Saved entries

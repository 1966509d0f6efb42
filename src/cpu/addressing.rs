#[derive(Debug, Copy, Clone, PartialEq, Eq, Hash)]
pub enum AddressingMode {
    Implied,
    Relative, // The branch instructions exclusively use this mode
    Accumulator,
    Immediate,
    ZeroPage,
    ZeroPageX,
    ZeroPageY,
    Absolute,
    AbsoluteX,
    AbsoluteY,
    Indirect, // Only JMP supports this mode
    IndirectX,
    IndirectY,
}

impl AddressingMode {
    pub const ALL: [AddressingMode; 13] = [
        AddressingMode::Implied,
        AddressingMode::Relative,
        AddressingMode::Accumulator,
        AddressingMode::Immediate,
        AddressingMode::ZeroPage,
        AddressingMode::ZeroPageX,
        AddressingMode::ZeroPageY,
        AddressingMode::Absolute,
        AddressingMode::AbsoluteX,
        AddressingMode::AbsoluteY,
        AddressingMode::Indirect,
        AddressingMode::IndirectX,
        AddressingMode::IndirectY,
    ];

    /// Number of operand bytes following the opcode
    pub const fn operand_len(&self) -> u8 {
        match self {
            AddressingMode::Implied | AddressingMode::Accumulator => 0,
            AddressingMode::Absolute
            | AddressingMode::AbsoluteX
            | AddressingMode::AbsoluteY
            | AddressingMode::Indirect => 2,
            _ => 1,
        }
    }

    pub const fn instruction_len(&self) -> u8 {
        1 + self.operand_len()
    }

    /// Short label printed in a chart cell
    pub const fn chart_name(&self) -> &'static str {
        match self {
            AddressingMode::Implied => "Implied",
            AddressingMode::Relative => "Relative",
            AddressingMode::Accumulator => "Accum",
            AddressingMode::Immediate => "Immediate",
            AddressingMode::ZeroPage => "ZeroPage",
            AddressingMode::ZeroPageX => "ZeroPage,X",
            AddressingMode::ZeroPageY => "ZeroPage,Y",
            AddressingMode::Absolute => "Abs",
            AddressingMode::AbsoluteX => "Abs,X",
            AddressingMode::AbsoluteY => "Abs,Y",
            AddressingMode::Indirect => "(Ind)",
            AddressingMode::IndirectX => "(Ind,X)",
            AddressingMode::IndirectY => "(Ind),Y",
        }
    }
}

#[cfg(test)]
mod tests {
    use super::*;

    #[test]
    fn test_operand_lengths() {
        assert_eq!(AddressingMode::Implied.operand_len(), 0);
        assert_eq!(AddressingMode::Accumulator.operand_len(), 0);
        assert_eq!(AddressingMode::Relative.operand_len(), 1);
        assert_eq!(AddressingMode::Immediate.operand_len(), 1);
        assert_eq!(AddressingMode::IndirectX.operand_len(), 1);
        assert_eq!(AddressingMode::IndirectY.operand_len(), 1);
        assert_eq!(AddressingMode::Indirect.operand_len(), 2);
        assert_eq!(AddressingMode::AbsoluteY.operand_len(), 2);
    }

    #[test]
    fn test_instruction_len_range() {
        for mode in AddressingMode::ALL {
            let len = mode.instruction_len();
            assert!((1..=3).contains(&len), "{:?} has length {}", mode, len);
        }
    }

    #[test]
    fn test_chart_names_are_unique() {
        let mut names: Vec<&str> = AddressingMode::ALL.iter().map(|m| m.chart_name()).collect();
        names.sort();
        names.dedup();
        assert_eq!(names.len(), AddressingMode::ALL.len());
    }
}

The task: When a line above includes the word "const", please list that line.

Written solution:
    pub const ALL: [AddressingMode; 13] = [
    pub const fn operand_len(&self) -> u8 {
    pub const fn instruction_len(&self) -> u8 {
    pub const fn chart_name(&self) -> &'static str {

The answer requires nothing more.